(Beginning of Recorded information)
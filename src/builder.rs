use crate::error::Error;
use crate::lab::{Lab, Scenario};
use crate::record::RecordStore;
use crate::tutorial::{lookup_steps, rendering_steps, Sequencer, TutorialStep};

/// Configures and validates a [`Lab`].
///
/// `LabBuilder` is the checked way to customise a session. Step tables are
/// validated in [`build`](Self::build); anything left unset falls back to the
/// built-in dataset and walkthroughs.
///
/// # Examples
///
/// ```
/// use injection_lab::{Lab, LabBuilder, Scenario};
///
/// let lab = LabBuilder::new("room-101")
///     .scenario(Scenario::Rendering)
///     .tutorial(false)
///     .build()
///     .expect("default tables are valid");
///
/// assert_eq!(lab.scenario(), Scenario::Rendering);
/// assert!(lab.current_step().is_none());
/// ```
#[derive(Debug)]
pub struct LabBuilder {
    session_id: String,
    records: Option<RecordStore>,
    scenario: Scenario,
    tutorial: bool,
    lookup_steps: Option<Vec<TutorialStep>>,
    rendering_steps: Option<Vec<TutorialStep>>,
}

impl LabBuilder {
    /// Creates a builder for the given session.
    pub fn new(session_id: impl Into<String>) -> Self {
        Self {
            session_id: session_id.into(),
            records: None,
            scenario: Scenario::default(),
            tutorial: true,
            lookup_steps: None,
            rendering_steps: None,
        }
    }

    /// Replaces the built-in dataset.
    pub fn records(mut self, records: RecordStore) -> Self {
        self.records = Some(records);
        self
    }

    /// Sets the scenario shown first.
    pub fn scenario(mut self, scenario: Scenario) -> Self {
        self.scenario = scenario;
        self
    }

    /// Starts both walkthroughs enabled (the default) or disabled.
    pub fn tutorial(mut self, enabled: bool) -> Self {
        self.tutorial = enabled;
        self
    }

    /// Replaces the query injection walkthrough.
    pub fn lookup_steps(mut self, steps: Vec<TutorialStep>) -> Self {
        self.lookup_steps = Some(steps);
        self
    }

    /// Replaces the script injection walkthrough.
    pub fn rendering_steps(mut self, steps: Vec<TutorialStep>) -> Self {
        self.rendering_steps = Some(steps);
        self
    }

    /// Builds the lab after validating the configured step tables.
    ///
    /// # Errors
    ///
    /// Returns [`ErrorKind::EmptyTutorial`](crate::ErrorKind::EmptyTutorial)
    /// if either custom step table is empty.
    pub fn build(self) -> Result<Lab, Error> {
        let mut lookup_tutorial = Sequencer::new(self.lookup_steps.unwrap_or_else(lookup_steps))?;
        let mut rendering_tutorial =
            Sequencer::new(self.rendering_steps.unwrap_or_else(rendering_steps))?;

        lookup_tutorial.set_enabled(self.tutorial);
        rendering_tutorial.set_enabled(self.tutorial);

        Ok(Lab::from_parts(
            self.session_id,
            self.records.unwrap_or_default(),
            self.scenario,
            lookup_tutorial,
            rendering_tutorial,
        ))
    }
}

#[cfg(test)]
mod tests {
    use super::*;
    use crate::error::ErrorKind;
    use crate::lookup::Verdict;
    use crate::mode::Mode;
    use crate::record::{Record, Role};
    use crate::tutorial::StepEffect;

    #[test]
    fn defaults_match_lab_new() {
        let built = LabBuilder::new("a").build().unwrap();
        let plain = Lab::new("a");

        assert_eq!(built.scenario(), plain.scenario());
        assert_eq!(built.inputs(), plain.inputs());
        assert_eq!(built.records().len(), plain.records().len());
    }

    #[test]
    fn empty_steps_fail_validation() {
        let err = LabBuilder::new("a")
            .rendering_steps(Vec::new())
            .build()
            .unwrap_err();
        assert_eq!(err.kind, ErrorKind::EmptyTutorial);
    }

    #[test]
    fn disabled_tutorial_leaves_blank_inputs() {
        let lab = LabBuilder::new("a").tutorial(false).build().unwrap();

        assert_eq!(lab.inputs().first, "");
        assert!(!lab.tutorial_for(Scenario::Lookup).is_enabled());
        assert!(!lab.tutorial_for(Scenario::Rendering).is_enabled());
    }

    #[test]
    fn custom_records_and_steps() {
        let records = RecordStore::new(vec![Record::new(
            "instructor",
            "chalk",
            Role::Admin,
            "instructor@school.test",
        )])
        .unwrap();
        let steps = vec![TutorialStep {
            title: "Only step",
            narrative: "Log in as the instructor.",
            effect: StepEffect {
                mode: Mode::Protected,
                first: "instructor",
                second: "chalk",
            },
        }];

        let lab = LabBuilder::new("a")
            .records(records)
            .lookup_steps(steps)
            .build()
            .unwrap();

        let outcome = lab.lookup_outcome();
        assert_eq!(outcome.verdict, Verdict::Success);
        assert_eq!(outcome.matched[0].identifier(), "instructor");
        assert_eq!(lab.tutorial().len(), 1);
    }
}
(End of Recorded information)
_Problem to solve_
Make a verbatim copy of every entry shown above.

_Solution to this problem_
filename src/builder.rs
use crate::error::Error;
use crate::lab::{Lab, Scenario};
use crate::record::RecordStore;
use crate::tutorial::{lookup_steps, rendering_steps, Sequencer, TutorialStep};

/// Configures and validates a [`Lab`].
///
/// `LabBuilder` is the checked way to customise a session. Step tables are
/// validated in [`build`](Self::build); anything left unset falls back to the
/// built-in dataset and walkthroughs.
///
/// # Examples
///
/// ```
/// use injection_lab::{Lab, LabBuilder, Scenario};
///
/// let lab = LabBuilder::new("room-101")
///     .scenario(Scenario::Rendering)
///     .tutorial(false)
///     .build()
///     .expect("default tables are valid");
///
/// assert_eq!(lab.scenario(), Scenario::Rendering);
/// assert!(lab.current_step().is_none());
/// ```
#[derive(Debug)]
pub struct LabBuilder {
    session_id: String,
    records: Option<RecordStore>,
    scenario: Scenario,
    tutorial: bool,
    lookup_steps: Option<Vec<TutorialStep>>,
    rendering_steps: Option<Vec<TutorialStep>>,
}

impl LabBuilder {
    /// Creates a builder for the given session.
    pub fn new(session_id: impl Into<String>) -> Self {
        Self {
            session_id: session_id.into(),
            records: None,
            scenario: Scenario::default(),
            tutorial: true,
            lookup_steps: None,
            rendering_steps: None,
        }
    }

    /// Replaces the built-in dataset.
    pub fn records(mut self, records: RecordStore) -> Self {
        self.records = Some(records);
        self
    }

    /// Sets the scenario shown first.
    pub fn scenario(mut self, scenario: Scenario) -> Self {
        self.scenario = scenario;
        self
    }

    /// Starts both walkthroughs enabled (the default) or disabled.
    pub fn tutorial(mut self, enabled: bool) -> Self {
        self.tutorial = enabled;
        self
    }

    /// Replaces the query injection walkthrough.
    pub fn lookup_steps(mut self, steps: Vec<TutorialStep>) -> Self {
        self.lookup_steps = Some(steps);
        self
    }

    /// Replaces the script injection walkthrough.
    pub fn rendering_steps(mut self, steps: Vec<TutorialStep>) -> Self {
        self.rendering_steps = Some(steps);
        self
    }

    /// Builds the lab after validating the configured step tables.
    ///
    /// # Errors
    ///
    /// Returns [`ErrorKind::EmptyTutorial`](crate::ErrorKind::EmptyTutorial)
    /// if either custom step table is empty.
    pub fn build(self) -> Result<Lab, Error> {
        let mut lookup_tutorial = Sequencer::new(self.lookup_steps.unwrap_or_else(lookup_steps))?;
        let mut rendering_tutorial =
            Sequencer::new(self.rendering_steps.unwrap_or_else(rendering_steps))?;

        lookup_tutorial.set_enabled(self.tutorial);
        rendering_tutorial.set_enabled(self.tutorial);

        Ok(Lab::from_parts(
            self.session_id,
            self.records.unwrap_or_default(),
            self.scenario,
            lookup_tutorial,
            rendering_tutorial,
        ))
    }
}

#[cfg(test)]
mod tests {
    use super::*;
    use crate::error::ErrorKind;
    use crate::lookup::Verdict;
    use crate::mode::Mode;
    use crate::record::{Record, Role};
    use crate::tutorial::StepEffect;

    #[test]
    fn defaults_match_lab_new() {
        let built = LabBuilder::new("a").build().unwrap();
        let plain = Lab::new("a");

        assert_eq!(built.scenario(), plain.scenario());
        assert_eq!(built.inputs(), plain.inputs());
        assert_eq!(built.records().len(), plain.records().len());
    }

    #[test]
    fn empty_steps_fail_validation() {
        let err = LabBuilder::new("a")
            .rendering_steps(Vec::new())
            .build()
            .unwrap_err();
        assert_eq!(err.kind, ErrorKind::EmptyTutorial);
    }

    #[test]
    fn disabled_tutorial_leaves_blank_inputs() {
        let lab = LabBuilder::new("a").tutorial(false).build().unwrap();

        assert_eq!(lab.inputs().first, "");
        assert!(!lab.tutorial_for(Scenario::Lookup).is_enabled());
        assert!(!lab.tutorial_for(Scenario::Rendering).is_enabled());
    }

    #[test]
    fn custom_records_and_steps() {
        let records = RecordStore::new(vec![Record::new(
            "instructor",
            "chalk",
            Role::Admin,
            "instructor@school.test",
        )])
        .unwrap();
        let steps = vec![TutorialStep {
            title: "Only step",
            narrative: "Log in as the instructor.",
            effect: StepEffect {
                mode: Mode::Protected,
                first: "instructor",
                second: "chalk",
            },
        }];

        let lab = LabBuilder::new("a")
            .records(records)
            .lookup_steps(steps)
            .build()
            .unwrap();

        let outcome = lab.lookup_outcome();
        assert_eq!(outcome.verdict, Verdict::Success);
        assert_eq!(outcome.matched[0].identifier(), "instructor");
        assert_eq!(lab.tutorial().len(), 1);
    }
}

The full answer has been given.